Member of the Colorado Senate from the 7th district
- In office January 1, 1913 – September 1, 1913
- Preceded by: Delphus E. Carpenter
- Succeeded by: Robert E. Winbourne

Personal details
- Born: Hubert Reynolds May 10, 1860 South Amherst, Ohio, U.S.
- Died: December 12, 1938 Greeley, Colorado, U.S.
- Party: Democratic
- Spouse(s): Minule A. Culver ​ ​(m. 1889; died 1901)​ Mary M. Jones ​(m. 1903)​
- Children: 4

= Hubert Reynolds =

American politician

Hubert Reynolds (May 10, 1860 – December 12, 1938) was an American pharmacist, public servant and Colorado State Senator.

== Early life and education ==
Hubert Reynolds was born on May 10, 1860, in South Amherst, Ohio, to Lord Nelson Reynolds and June Reynolds, both natives of New York. He moved to Monroe, Michigan, when he was nine years old. He went to school there for nine years.

Reynolds came to Colorado in January 1878 to work on a ranch near Fowler, Colorado, which was, at the time, owned by his brother-in-law Burrell D. Smith. After Smith sold the ranch in the fall of 1882, Reynolds briefly lived in a mining camp in Leadville, Colorado. He then moved to Las Animas, Colorado, and worked in a pharmacy there. In 1886, he decided to study pharmacy at Northwestern University in Chicago. Reynolds graduated in 1888 and resumed his position at the Las Animas pharmacy.

== Professional life ==
In 1893, he opened a new pharmacy in Greeley, Colorado, while he still hold a financial stake in the Las Animas pharmacy. He sold his pharmacy in Greeley and all his financial interests in other pharmacies in 1910. Later he invested in water stocks and ranches. He founded the commercial club of Greeley, which later became the local Chamber of Commerce. Reynolds was considered a leader of the local business community in Greeley.

== Political career ==
Before moving to Greeley in 1893, Reynolds served one term as city alderman of Las Animas. In the 1910 elections, Reynolds ran for County assessor of Weld County on the Democratic ticket. He campaigned on his business experience. He lost that race to Republican A.R. Fischer by a 54–46 margin.

In 1912, he was elected to represent Senate District 7 as a Democrat in the 19th Colorado General Assembly. At the time, the district contained all of Weld County. The Democrats achieved a 24-11 majority in the Colorado Senate in the 1912 elections. Therefore, Reynolds was able to chair the Senate Committee on Constitutional Amendments.

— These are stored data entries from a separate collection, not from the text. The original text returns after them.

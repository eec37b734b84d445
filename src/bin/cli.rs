// src/bin/cli.rs
use frc_scout::cli;

fn main() -> color_eyre::Result<()> {
    color_eyre::install()?;
    cli::run()
}
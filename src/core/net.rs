// src/core/net.rs

// Blocking HTTPS GET with basic auth (match results API)

use std::time::Duration;

use reqwest::blocking::Client;

use crate::config::consts::{ENV_KEY, ENV_USERNAME, REQUEST_TIMEOUT_SECS, USER_AGENT};
use crate::error::FetchError;

/// API user name + key, sent as an HTTP basic-auth header.
#[derive(Clone)]
pub struct Credentials {
    pub username: String,
    pub key: String,
}

impl std::fmt::Debug for Credentials {
    fn fmt(&self, f: &mut std::fmt::Formatter<'_>) -> std::fmt::Result {
        f.debug_struct("Credentials")
            .field("username", &self.username)
            .field("key", &"<redacted>")
            .finish()
    }
}

impl Credentials {
    /// Read `API_USERNAME` / `API_KEY`, loading `.env` first when present.
    pub fn from_env() -> Result<Self, FetchError> {
        dotenvy::dotenv().ok();
        let username = std::env::var(ENV_USERNAME).map_err(|_| FetchError::MissingCredentials(ENV_USERNAME))?;
        let key = std::env::var(ENV_KEY).map_err(|_| FetchError::MissingCredentials(ENV_KEY))?;
        Ok(Self { username, key })
    }
}

fn client() -> Result<Client, FetchError> {
    Ok(Client::builder()
        .user_agent(USER_AGENT)
        .timeout(Duration::from_secs(REQUEST_TIMEOUT_SECS))
        .build()?)
}

/// GET `url` and return the body. Non-2xx statuses are errors.
pub fn http_get(url: &str, creds: &Credentials) -> Result<String, FetchError> {
    let body = client()?
        .get(url)
        .basic_auth(&creds.username, Some(&creds.key))
        .header(reqwest::header::ACCEPT, "application/json")
        .send()?
        .error_for_status()?
        .text()?;
    Ok(body)
}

Reynolds received an appointment by President Woodrow Wilson to serve as the postmaster in his hometown Greeley. He was recommended by Democratic Congressman Harry H. Seldomridge. Democratic Congressman George John Kindel unsuccessfully protested Reynolds' appointment in a letter to President Wilson. As a result of his appointment, Hubert Reynolds resigned his senate seat on September 1, 1913.

=== Greeley Post Office robbery ===
During Reynolds service as Postmaster, the Greeley Post Office saw a robbery on December 26, 1918. The robbers stole United States stamps valued at $69,300. At the time, this robbery was third largest robbery of a United States Post Office in history. The crime has not been solved and the perpetrators have never been identified.

In accordance to the law at the time, Hubert Reynolds was personally liable for the loss. Losses over $10,000 could only repaid to the respective postmaster if an act of the United States Congress allowed so. On November 4, 1921, the House of Representatives passed House Resolution (H.R.) 2003 "An Act For the relief of Hubert Reynolds" with 215-43 vote. In the Senate, the relief bill was delayed due to filibuster tactics. On September 22, 1922, Congress finally approved H. R. 2003, which relieved Reynolds of the liability and repaid him the $69,300.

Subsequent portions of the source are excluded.